Tuesday, February 21, 2012

A Modest Non-Proposal

Warning: Do not click on any of the links in this piece, unless you are prepared to be offended.  No, not even kidding.  Caveat lector, and all that.

The other day a friend of mine on Facebook (where else does one read the latest news, hm?) posted a piece on Tina Korbe.  Who is Tina Korbe?  Well, Tina Korbe is a lovely young lady who interviewed Rick Santorum at CPAC.  Go ahead and watch the video—the first thirty seconds, anyway.

That's right, Tina Korbe is a lovely young lady.  And her skirt is too short for her.  I'm not judging her—just making a statement.  Even Tina thinks her skirt is too short for her, because right there at the beginning she makes a vain effort to tug it down.

Now the post I read was by another woman, Katie Pavlich, who was defending Tina's ability as a reporter (though not necessarily the wisdom of her choice of attire) against a fellow conservative.  As Ms. Pavlich notes, this is not the first time that she has defended an attractive young lady up on the charge of being getting ahead on her looks.

I thought Ms. Pavlich (who is, judging from the head shot by her byline, rather attractive herself) was being a little strident.  Then I read the original pieces on Tina and on the other young lady, Michelle Fields, and I was shocked.  Then I clicked on some of the links in those original pieces, and was disgusted.

Of course women have no business dressing like escapees from the seamier sort of movie set.  What one writer referred to as "the Jersey Shore-ification of Our Young People" disturbs me; and I don't think I'm disturbed out of mere fuddy-duddyism, because I'm a young people myself.  (Possibly even an attractive young people.  Sorry, no head shots provided.)  Our culture is ick, and the way some young women sometimes dress is part of that ickyness.  But I don't think it helps matters when people use slang words traditionally reserved for women who earn their living by immoral means to delineate the problem.

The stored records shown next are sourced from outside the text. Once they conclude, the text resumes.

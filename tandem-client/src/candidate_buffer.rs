use std::collections::VecDeque;
use tandem_core::IceCandidate;

/// What to do with a remote candidate handed to [`CandidateBuffer::enqueue`].
#[derive(Debug, PartialEq, Eq)]
pub enum Admission<C> {
    /// The remote description is installed; apply the candidate now.
    Apply(C),
    /// Held until the next [`CandidateBuffer::flush`].
    Buffered,
}

/// Remote candidates that arrived before the remote description was installed.
///
/// Candidates are released exactly once and in arrival order. After `flush`
/// the buffer stays empty and every further candidate is handed straight back.
#[derive(Debug)]
pub struct CandidateBuffer<C = IceCandidate> {
    pending: VecDeque<C>,
    ready: bool,
}

impl<C> Default for CandidateBuffer<C> {
    fn default() -> Self {
        Self {
            pending: VecDeque::new(),
            ready: false,
        }
    }
}

impl<C> CandidateBuffer<C> {
    pub fn new() -> Self {
        Self::default()
    }

    pub fn enqueue(&mut self, candidate: C) -> Admission<C> {
        if self.ready {
            Admission::Apply(candidate)
        } else {
            self.pending.push_back(candidate);
            Admission::Buffered
        }
    }

    /// Marks the remote description as installed and drains everything held so far.
    pub fn flush(&mut self) -> Vec<C> {
        self.ready = true;
        self.pending.drain(..).collect()
    }

    /// Drops held candidates and waits for a new remote description.
    pub fn reset(&mut self) {
        self.pending.clear();
        self.ready = false;
    }

    pub fn is_ready(&self) -> bool {
        self.ready
    }

    pub fn len(&self) -> usize {
        self.pending.len()
    }

    pub fn is_empty(&self) -> bool {
        self.pending.is_empty()
    }
}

In an age of politically correct language, when the prescribed mode for discussing sin presumes an atmosphere of rose grey tolerance, we the politically incorrect are frequently tempted to mistake offensiveness for frankness, and vulgarity for honesty.  "Mistake" I said; and it is a mistake, on many levels.

Using crude epithets to describe your opponents is rarely productive.  Name calling—however accurate or well-deserved you may think the names—doesn't just lose you any chance you might have had of changing your opponents' minds: it also tends, after a certain point, to alienate some of your own choir.  If your intention is to outrage and offend—then by all means, call names.  Otherwise, this is another of those behaviors falling into the category of what my heroine General Anna would call lousy strategy.

Calling names is also distinctly uncharitable. It is tempting to assume that every woman who dresses up like Carmen is on the lookout for Don Jose, and should be slapped on the wrist accordingly.  Would that life were that simple.  Ms. Carmen is as often as not no worse than a Mrs. Jose wannabe with a heart of Michaela.  Twenty years ago this wasn't true.  But twenty years ago, parents dressed their toddlers differently.

Finally, using gutter language to describe gutter behavior is in itself immodest.  Think about it.  Men are visual beings, and easily make associations and are tempted by what they see.  Women are more tuned to language and things that they hear—and make associations based on those things.  Think about that, gentlemen, the next time you use language in front of a woman.

I've known women to respond to the male name-calling by insisting that the problem with immodesty is a male problem, that men need to stop viewing women as objects, stop caring about the way they dress.  Maybe this will be a practical suggestion with the advent of the Singularity or some other human-nature-altering cosmic event.  Until then, I submit that telling men to stop caring about how women dress is as pointless as it is naive.  Men can't not care.  But they can care in a way that acknowledges women's fundamental dignity rather than focusing on their bad choices and on men's own fundamental weakness.

We women don't need rules to tell us how to dress.  (Indeed, most rules, like the Sleeveless Rule, are entertaining at best and obnoxious at worst.)  We need instincts—instincts like shame and self-respect, innate instincts that once upon a time were strengthened and refined by our parents, teachers, and peers, and are now undermined by them.  I can't tell you how we are going to get those instincts back—I suspect there is no short cut, and the loss of those instincts, like every other decline in national decency, will be repaired only slowly as—and if—the culture is healed, over perhaps a hundred years.  But if any lady or gentleman does have a short cut, by all means let me know.

Just ... keep it clean.  For my sake.